Companies including Oshkosh and Basic Fun have begun receiving tariff refunds after the Supreme Court struck down some Trump-era tariffs, with CBP estimated to owe $35.46 billion tied to 8.3 million shipments. Basic Fun said it has received only 5% of its claimed refund so far, while Oshkosh has not yet verified its total amount. The article also notes U.S. inflation rose 0.6% in April and 3.8% year over year, with energy prices a key driver.

Analysis

The near-term equity read-through for OSK is less about the headline refund and more about balance-sheet optionality: cash returned from prior tariff outflows is effectively a retroactive margin repair, but it is unlikely to change near-term operating demand.

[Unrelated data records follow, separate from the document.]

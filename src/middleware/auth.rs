//! Authentication middleware
//!
//! Extractor that turns a `Authorization: Bearer <token>` header into the
//! authenticated user, or rejects with 401.

use std::sync::Arc;

use axum::{
    async_trait,
    extract::{FromRef, FromRequestParts},
    http::request::Parts,
    response::{IntoResponse, Response},
};
use axum_extra::{
    headers::{authorization::Bearer, Authorization},
    TypedHeader,
};

use crate::auth::{JwtError, TokenIssuer};
use crate::error::ApiError;
use crate::models::User;
use crate::store::UserDirectory;

/// Authenticated user resolved from a bearer token.
///
/// Validation is stateless (RS256 signature + expiry); the user lookup then
/// catches tokens minted for an address whose user record no longer exists.
#[derive(Debug, Clone)]
pub struct AuthenticatedUser(pub User);

#[async_trait]
impl<S> FromRequestParts<S> for AuthenticatedUser
where
    Arc<TokenIssuer>: FromRef<S>,
    Arc<dyn UserDirectory>: FromRef<S>,
    S: Send + Sync,
{
    type Rejection = Response;

    async fn from_request_parts(parts: &mut Parts, state: &S) -> Result<Self, Self::Rejection> {
        let TypedHeader(Authorization(bearer)) =
            TypedHeader::<Authorization<Bearer>>::from_request_parts(parts, state)
                .await
                .map_err(|_| {
                    ApiError::Unauthorized(
                        "Authorization header with Bearer token required".to_string(),
                    )
                    .into_response()
                })?;

        let issuer: Arc<TokenIssuer> = FromRef::from_ref(state);

        let claims = issuer.validate(bearer.token()).map_err(|e| {
            let message = match e {
                JwtError::TokenExpired => "Token has expired",
                _ => "Invalid token",
            };
            ApiError::Unauthorized(message.to_string()).into_response()
        })?;

        let users: Arc<dyn UserDirectory> = FromRef::from_ref(state);

        let user = users
            .find_by_address(&claims.sub)
            .await
            .map_err(|e| ApiError::from(e).into_response())?
            .ok_or_else(|| {
                ApiError::Unauthorized("Unknown user".to_string()).into_response()
            })?;

        Ok(AuthenticatedUser(user))
    }
}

The market will probably underappreciate the signaling effect for other import-heavy industrials with similar claims pipeline; if customs processing accelerates, the first-order lift is working-capital relief, while the second-order effect is a modest compression in perceived supply-chain risk premia across the sector. The bigger macro implication is that the refund process creates a temporary disinflationary impulse for affected importers, but it does not reverse the underlying price level. Firms may use the cash to fund wage increases and capex rather than cut prices, which means the consumer inflation pass-through should be muted and delayed. That makes the setup more relevant for corporate margins than for CPI prints: a one-time refund helps 2025-26 earnings quality, but it does not restore lost pricing power if end-demand is already soft. For OSK specifically, this is a modest positive for free cash flow and likely a catalyst for management to sound incrementally more constructive on capital allocation, but not a thesis changer. The contrarian point is that investors may overestimate the size and timing of refunds: if payments are staggered over months and subject to verification, the cash benefit could be de minimis in any single quarter, limiting multiple expansion. The more attractive trade may be in the upstream supply chain beneficiaries that can use refunds to preserve inventory and avoid discounting into a seasonal demand trough.